■ **About this exercise**: Report back every line below that carries the word "Fetches".

(Saved entries)
--------------------
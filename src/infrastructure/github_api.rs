use std::sync::Arc;

use futures::stream::BoxStream;
use serde::Deserialize;
use serde_json::{Value, json};
use url::Url;

use crate::{
    ApiConfig, Discussion, FetcherResult, GraphQlRequest, GraphQlRequester, GraphQlResponse,
    Page, Paginator, PullRequest, RepositorySummary, Request, Resource, RestFetcher, User,
};

/// Opt-in header for GraphQL features still in preview.
pub const GRAPHQL_FEATURES_HEADER: &str = "GraphQL-Features";

const DISCUSSIONS_QUERY: &str = r#"
query ($owner: String!, $name: String!, $first: Int!) {
    repository(owner: $owner, name: $name) {
        discussions(first: $first) {
            edges {
                node {
                    title
                    author {
                        login
                    }
                    answerChosenAt
                }
            }
        }
    }
}
"#;

#[derive(Deserialize, Debug)]
struct DiscussionsData {
    repository: Option<DiscussionsRepository>,
}

#[derive(Deserialize, Debug)]
struct DiscussionsRepository {
    discussions: DiscussionConnection,
}

#[derive(Deserialize, Debug)]
struct DiscussionConnection {
    edges: Vec<Option<DiscussionEdge>>,
}

#[derive(Deserialize, Debug)]
struct DiscussionEdge {
    node: Discussion,
}

/// Filters of the pull request list endpoint.
#[derive(Debug, Clone, Default, PartialEq, Eq)]
pub struct PullRequestFilter {
    /// `open`, `closed` or `all`.
    pub state: Option<String>,
    /// `created`, `updated`, `popularity` or `long-running`.
    pub sort: Option<String>,
    /// Page size, at most 100.
    pub per_page: Option<u8>,
}

impl PullRequestFilter {
    fn apply(&self, mut request: Request) -> Request {
        if let Some(state) = &self.state {
            request = request.with_param("state", state);
        }
        if let Some(sort) = &self.sort {
            request = request.with_param("sort", sort);
        }
        if let Some(per_page) = self.per_page {
            request = request.with_param("per_page", per_page.min(100));
        }

        request
    }
}

/// Typed access to the GitHub endpoints used by the command line.
pub struct GitHubApi {
    config: ApiConfig,
    fetcher: Arc<dyn RestFetcher>,
    paginator: Paginator,
    requester: Arc<dyn GraphQlRequester>,
}

impl GitHubApi {
    /// Creates a new `GitHubApi` instance.
    pub fn new(
        config: ApiConfig,
        fetcher: Arc<dyn RestFetcher>,
        requester: Arc<dyn GraphQlRequester>,
    ) -> Self {
        Self {
            config,
            paginator: Paginator::new(Arc::clone(&fetcher)),
            fetcher,
            requester,
        }
    }

    /// Fetches the summary of a repository.
    pub async fn repository(
        &self,
        owner: &str,
        name: &str,
    ) -> FetcherResult<Resource<RepositorySummary>> {
        self.fetch_resource(&format!("repos/{owner}/{name}")).await
    }

    /// Fetches a user profile.
    pub async fn user(&self, login: &str) -> FetcherResult<Resource<User>> {
        self.fetch_resource(&format!("users/{login}")).await
    }

    /// Fetches the first page of pull requests of a repository.
    pub async fn pull_requests(
        &self,
        owner: &str,
        name: &str,
        filter: &PullRequestFilter,
    ) -> FetcherResult<Page> {
        let request = self.pull_requests_request(owner, name, filter)?;

        Page::try_from(self.fetcher.fetch(&request).await?)
    }

    /// Returns the lazy sequence of pull request pages of a repository.
    pub fn pull_request_pages(
        &self,
        owner: &str,
        name: &str,
        filter: &PullRequestFilter,
    ) -> FetcherResult<BoxStream<'static, FetcherResult<Page>>> {
        let request = self.pull_requests_request(owner, name, filter)?;

        Ok(self.paginator.fetch_all(request))
    }

    /// Fetches every pull request of a repository, across all pages.
    pub async fn all_pull_requests(
        &self,
        owner: &str,
        name: &str,
        filter: &PullRequestFilter,
    ) -> FetcherResult<Vec<PullRequest>> {
        let request = self.pull_requests_request(owner, name, filter)?;

        self.paginator.collect_all(request).await
    }

    /// Queries the first discussions of a repository and returns the raw JSON body.
    pub async fn discussions_json(
        &self,
        owner: &str,
        name: &str,
        first: u8,
    ) -> FetcherResult<Value> {
        let request = GraphQlRequest::new(DISCUSSIONS_QUERY)
            .with_variables(json!({ "owner": owner, "name": name, "first": first }))
            .with_header(GRAPHQL_FEATURES_HEADER, "discussions_api")?;

        self.requester.request(&request).await
    }

    /// Queries the first discussions of a repository through the GraphQL API.
    ///
    /// Query level errors are returned in the response, not as an `Err`.
    pub async fn discussions(
        &self,
        owner: &str,
        name: &str,
        first: u8,
    ) -> FetcherResult<GraphQlResponse<Vec<Discussion>>> {
        let value = self.discussions_json(owner, name, first).await?;
        let response = GraphQlResponse::<DiscussionsData>::from_value(&value)?;

        Ok(GraphQlResponse {
            data: response.data.map(|data| {
                data.repository
                    .map(|repository| {
                        repository
                            .discussions
                            .edges
                            .into_iter()
                            .flatten()
                            .map(|edge| edge.node)
                            .collect()
                    })
                    .unwrap_or_default()
            }),
            errors: response.errors,
        })
    }

    async fn fetch_resource<T: serde::de::DeserializeOwned>(
        &self,
        path: &str,
    ) -> FetcherResult<Resource<T>> {
        let request = Request::new(self.config.rest_url(path)?);
        let response = self.fetcher.fetch(&request).await?;

        Ok(Resource::new(response.decode()?, response.rate_limit.clone()))
    }

    /// Returns the URL of the pull request list of a repository.
    pub fn pull_requests_url(&self, owner: &str, name: &str) -> FetcherResult<Url> {
        self.config.rest_url(&format!("repos/{owner}/{name}/pulls"))
    }

    fn pull_requests_request(
        &self,
        owner: &str,
        name: &str,
        filter: &PullRequestFilter,
    ) -> FetcherResult<Request> {
        let url = self.pull_requests_url(owner, name)?;

        Ok(filter.apply(Request::new(url)))
    }
}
--------------------
■ **Written response**:
    /// Fetches the summary of a repository.
    /// Fetches a user profile.
    /// Fetches the first page of pull requests of a repository.
    /// Fetches every pull request of a repository, across all pages.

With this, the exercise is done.